Last month, former Sen. Rick Santorum (R-PA) — a long-shot contender for the 2012 GOP presidential nomination — said American students scoring low on history tests is proof of “a conscious effort on the part of the left, who has a huge influence on our curriculum, to desensitize America to what American values are so they are more pliable to the new values that they would like to impose on America.” During a campaign appearance at the Perry Public Library in Perry, Iowa this week, Santorum took this line of thinking a step further, explaining that he is opposed to early childhood education programs because he feels they are a government attempt to “indoctrinate your children“:
It is a parent’s responsibility to educate their children. It is not the government’s job. We have sort of lost focus here a little bit. Of course, the government wants their hands on your children as fast as they can. That is why I opposed all these early starts and pre-early starts, and early-early starts. They want your children from the womb so they can indoctrinate your children as to what they want them to be. I am against that.
“Obviously, socialists love children, just like they love people in groups of one million or more,” Santorum added.
Santorum’s bizarre conspiracy-theorizing aside, study after study has shown that federal early childhood education programs have substantial benefits. For instance, students enrolled in Head Start are more likely to be reading and writing at the appropriate level in their early school years, have better health outcomes, earn more money, and commit fewer crimes. Parents with students in Head Start and Early Head Start are also more likely to be involved in their child’s education and cost states less in Medicaid outlays.

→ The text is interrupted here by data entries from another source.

//! RecordStore port - the orchestrator's write side.
//!
//! Every mutation is best-effort: a call naming an id that was never
//! registered is dropped, never an error. Registration races with early
//! annotations must not take the pipeline down.

use crate::domain::{FileHandle, FileStatus, Stage, StageFailure, TaskId};

/// Mutations of task records and their stage logs.
///
/// # Concurrency
/// - Calls for the same id are serialized by the implementation.
/// - Calls for different ids never wait on each other.
/// - No call blocks on I/O.
pub trait RecordStore: Send + Sync {
    /// Register `id` with status `Queued`. Idempotent: an existing record is
    /// left untouched and the same id is returned.
    fn start_tracking(&self, id: TaskId) -> TaskId;

    /// Like `start_tracking`, also remembering the file's original name.
    /// The name only sticks on the first registration.
    fn start_tracking_with_name(&self, id: TaskId, original_name: &str) -> TaskId;

    fn attach_file(&self, id: &TaskId, handle: FileHandle);

    /// Overwrite the status. Not validated against the transition table.
    fn set_status(&self, id: &TaskId, status: FileStatus);

    fn set_tags(&self, id: &TaskId, tags: Vec<String>);

    fn add_tag(&self, id: &TaskId, tag: &str);

    fn set_classification(&self, id: &TaskId, classification: &str);

    fn set_formatted(&self, id: &TaskId, formatted: bool);

    fn set_new_path(&self, id: &TaskId, path: &str);

    fn set_new_name(&self, id: &TaskId, name: &str);

    /// Start (or restart) a stage: the entry is overwritten with a fresh
    /// timestamp and `completed = false`.
    fn log_stage_start(&self, id: &TaskId, stage: Stage);

    /// Completion signal. A paired done stage closes its start entry in place;
    /// anything else gets its own completed entry.
    fn log_stage_done(&self, id: &TaskId, stage: Stage);

    /// The orchestrator deliberately did not run `stage`.
    fn log_stage_skipped(&self, id: &TaskId, stage: Stage);

    /// Record a failure. Leaves `status` alone and never touches other records.
    fn log_error(&self, id: &TaskId, failure: StageFailure);
}
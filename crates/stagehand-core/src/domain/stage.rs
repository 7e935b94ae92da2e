//! Pipeline stage vocabulary.

use serde::{Deserialize, Serialize};
use std::fmt;

/// What role a stage identifier plays in the log.
#[derive(Debug, Clone, Copy, PartialEq, Eq, Hash)]
pub enum StageKind {
    /// "In progress" signal of a pipeline step.
    Start,

    /// Terminal ("...done") signal of a pipeline step.
    Done,

    /// Key under which failures of a step are filed. Never started or completed.
    ErrorBucket,

    /// Standalone marker with no completion variant.
    Marker,
}

/// A named step of the organization pipeline.
///
/// Closed vocabulary: start stages, their done variants, error buckets and
/// the `Completed` marker. Which done variant completes which start stage is
/// NOT derived from the names; see `PairingTable`.
#[derive(Debug, Clone, Copy, PartialEq, Eq, Hash, PartialOrd, Ord, Serialize, Deserialize)]
#[serde(rename_all = "snake_case")]
pub enum Stage {
    Cleanup,
    CleanupDone,
    Rename,
    RenameDone,
    Extract,
    ExtractDone,
    MovingAttachment,
    MovingAttachmentDone,
    Classify,
    ClassifyDone,
    Tagging,
    TaggingDone,
    ApplyingTags,
    ApplyingTagsDone,
    RecommendName,
    RecommendNameDone,
    ApplyingName,
    ApplyingNameDone,
    Formatting,
    FormattingDone,
    Moving,
    MovingDone,
    Validate,
    ValidateDone,
    Container,
    ContainerDone,
    Append,
    AppendDone,
    FetchYoutube,
    FetchYoutubeDone,

    Completed,

    ErrorCleanup,
    ErrorRename,
    ErrorExtract,
    ErrorMovingAttachment,
    ErrorClassify,
    ErrorTagging,
    ErrorFormatting,
    ErrorMoving,
    ErrorAppend,
    ErrorValidate,
    ErrorContainer,
    ErrorFetchYoutube,
    ErrorComplete,
}

impl Stage {
    /// Every stage, in declaration order.
    pub const ALL: [Stage; 44] = [
        Stage::Cleanup,
        Stage::CleanupDone,
        Stage::Rename,
        Stage::RenameDone,
        Stage::Extract,
        Stage::ExtractDone,
        Stage::MovingAttachment,
        Stage::MovingAttachmentDone,
        Stage::Classify,
        Stage::ClassifyDone,
        Stage::Tagging,
        Stage::TaggingDone,
        Stage::ApplyingTags,
        Stage::ApplyingTagsDone,
        Stage::RecommendName,
        Stage::RecommendNameDone,
        Stage::ApplyingName,
        Stage::ApplyingNameDone,
        Stage::Formatting,
        Stage::FormattingDone,
        Stage::Moving,
        Stage::MovingDone,
        Stage::Validate,
        Stage::ValidateDone,
        Stage::Container,
        Stage::ContainerDone,
        Stage::Append,
        Stage::AppendDone,
        Stage::FetchYoutube,
        Stage::FetchYoutubeDone,
        Stage::Completed,
        Stage::ErrorCleanup,
        Stage::ErrorRename,
        Stage::ErrorExtract,
        Stage::ErrorMovingAttachment,
        Stage::ErrorClassify,
        Stage::ErrorTagging,
        Stage::ErrorFormatting,
        Stage::ErrorMoving,
        Stage::ErrorAppend,
        Stage::ErrorValidate,
        Stage::ErrorContainer,
        Stage::ErrorFetchYoutube,
        Stage::ErrorComplete,
    ];

    pub fn kind(self) -> StageKind {
        use Stage::*;
        match self {
            Cleanup | Rename | Extract | MovingAttachment | Classify | Tagging | ApplyingTags
            | RecommendName | ApplyingName | Formatting | Moving | Validate | Container
            | Append | FetchYoutube => StageKind::Start,

            CleanupDone | RenameDone | ExtractDone | MovingAttachmentDone | ClassifyDone
            | TaggingDone | ApplyingTagsDone | RecommendNameDone | ApplyingNameDone
            | FormattingDone | MovingDone | ValidateDone | ContainerDone | AppendDone
            | FetchYoutubeDone => StageKind::Done,

            Completed => StageKind::Marker,

            ErrorCleanup | ErrorRename | ErrorExtract | ErrorMovingAttachment | ErrorClassify
            | ErrorTagging | ErrorFormatting | ErrorMoving | ErrorAppend | ErrorValidate
            | ErrorContainer | ErrorFetchYoutube | ErrorComplete => StageKind::ErrorBucket,
        }
    }

    /// Error bucket an orchestrator files failures of this stage under.
    pub fn error_bucket(self) -> Option<Stage> {
        use Stage::*;
        match self {
            Cleanup => Some(ErrorCleanup),
            Rename => Some(ErrorRename),
            Extract => Some(ErrorExtract),
            MovingAttachment => Some(ErrorMovingAttachment),
            Classify => Some(ErrorClassify),
            Tagging => Some(ErrorTagging),
            Formatting => Some(ErrorFormatting),
            Moving => Some(ErrorMoving),
            Append => Some(ErrorAppend),
            Validate => Some(ErrorValidate),
            Container => Some(ErrorContainer),
            FetchYoutube => Some(ErrorFetchYoutube),
            Completed => Some(ErrorComplete),
            _ => None,
        }
    }

    /// Progress text shown to users.
    pub fn label(self) -> &'static str {
        use Stage::*;
        match self {
            Cleanup => "Cleaning up file...",
            CleanupDone => "File cleaned up",
            Rename => "Renaming file...",
            RenameDone => "File renamed",
            Extract => "Extracting content...",
            ExtractDone => "Content extracted",
            MovingAttachment => "Moving attachments...",
            MovingAttachmentDone => "Attachments moved",
            Classify => "Analyzing document type...",
            ClassifyDone => "Document type identified",
            Tagging => "Generating tags...",
            TaggingDone => "Tags generated",
            ApplyingTags => "Applying tags...",
            ApplyingTagsDone => "Tags applied",
            RecommendName => "Generating file name...",
            RecommendNameDone => "File name generated",
            ApplyingName => "Applying new name...",
            ApplyingNameDone => "New name applied",
            Formatting => "Formatting content...",
            FormattingDone => "Content formatted",
            Moving => "Moving to final location...",
            MovingDone => "File moved successfully",
            Validate => "Validating document...",
            ValidateDone => "Document validated",
            Container => "Creating document container...",
            ContainerDone => "Container created",
            Append => "Appending content...",
            AppendDone => "Content appended",
            FetchYoutube => "Fetching YouTube transcript...",
            FetchYoutubeDone => "YouTube transcript fetched",
            Completed => "Processing completed",
            ErrorCleanup => "Failed to clean up file",
            ErrorRename => "Failed to rename file",
            ErrorExtract => "Failed to extract content",
            ErrorMovingAttachment => "Failed to move attachments",
            ErrorClassify => "Failed to analyze document type",
            ErrorTagging => "Failed to generate tags",
            ErrorFormatting => "Failed to format content",
            ErrorMoving => "Failed to move file",
            ErrorAppend => "Failed to append content",
            ErrorValidate => "Failed to validate document",
            ErrorContainer => "Failed to create container",
            ErrorFetchYoutube => "Failed to fetch YouTube transcript",
            ErrorComplete => "Processing failed",
        }
    }
}

impl fmt::Display for Stage {
    fn fmt(&self, f: &mut fmt::Formatter<'_>) -> fmt::Result {
        f.write_str(self.label())
    }
}
//! Domain identifiers (strongly-typed IDs).
//!
//! The tracker never derives identifiers itself: a `TaskId` is whatever the
//! identity provider handed to the orchestrator (content hash, ULID, ...).
//! It is kept opaque so the two kinds of handle below can't be mixed up.

use serde::{Deserialize, Serialize};
use std::borrow::Borrow;
use std::fmt;

/// Identifier of a tracked file (primary key of a `TaskRecord`).
///
/// Opaque: compared and hashed as a string, never parsed.
#[derive(Debug, Clone, PartialEq, Eq, Hash, PartialOrd, Ord, Serialize, Deserialize)]
#[serde(transparent)]
pub struct TaskId(String);

impl TaskId {
    pub fn new(id: impl Into<String>) -> Self {
        Self(id.into())
    }

    pub fn as_str(&self) -> &str {
        &self.0
    }
}

impl fmt::Display for TaskId {
    fn fmt(&self, f: &mut fmt::Formatter<'_>) -> fmt::Result {
        self.0.fmt(f)
    }
}

impl From<&str> for TaskId {
    fn from(s: &str) -> Self {
        Self::new(s)
    }
}

impl From<String> for TaskId {
    fn from(s: String) -> Self {
        Self(s)
    }
}

impl Borrow<str> for TaskId {
    fn borrow(&self) -> &str {
        &self.0
    }
}

/// Reference to the external file a record is about.
///
/// The tracker stores it and hands it back, nothing more: it is never
/// dereferenced, opened or owned here. Resolving it to a real file is the
/// orchestrator's (or a lookup service's) job.
#[derive(Debug, Clone, PartialEq, Eq, Hash)]
pub struct FileHandle(String);

impl FileHandle {
    pub fn new(handle: impl Into<String>) -> Self {
        Self(handle.into())
    }

    pub fn as_str(&self) -> &str {
        &self.0
    }
}

impl fmt::Display for FileHandle {
    fn fmt(&self, f: &mut fmt::Formatter<'_>) -> fmt::Result {
        self.0.fmt(f)
    }
}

One long-term study in California found that “our society receives nearly $9 in benefits for every $1 invested in Head Start children.” Meanwhile, conservative projections show that the real fiscal rate of return overall on public early education investments is about 10 percent. The Center on Children and Families has found that investments in pre-school not only boost GDP, but pay for themselves in the long-term.
As Federal Reserve Chairman Ben Bernanke said when discussing the value of investments in education, “the payoffs of early childhood programs can be especially high.” But Santorum would rather play the socialist card than ensure that the richest nation on Earth do all it can for its youth.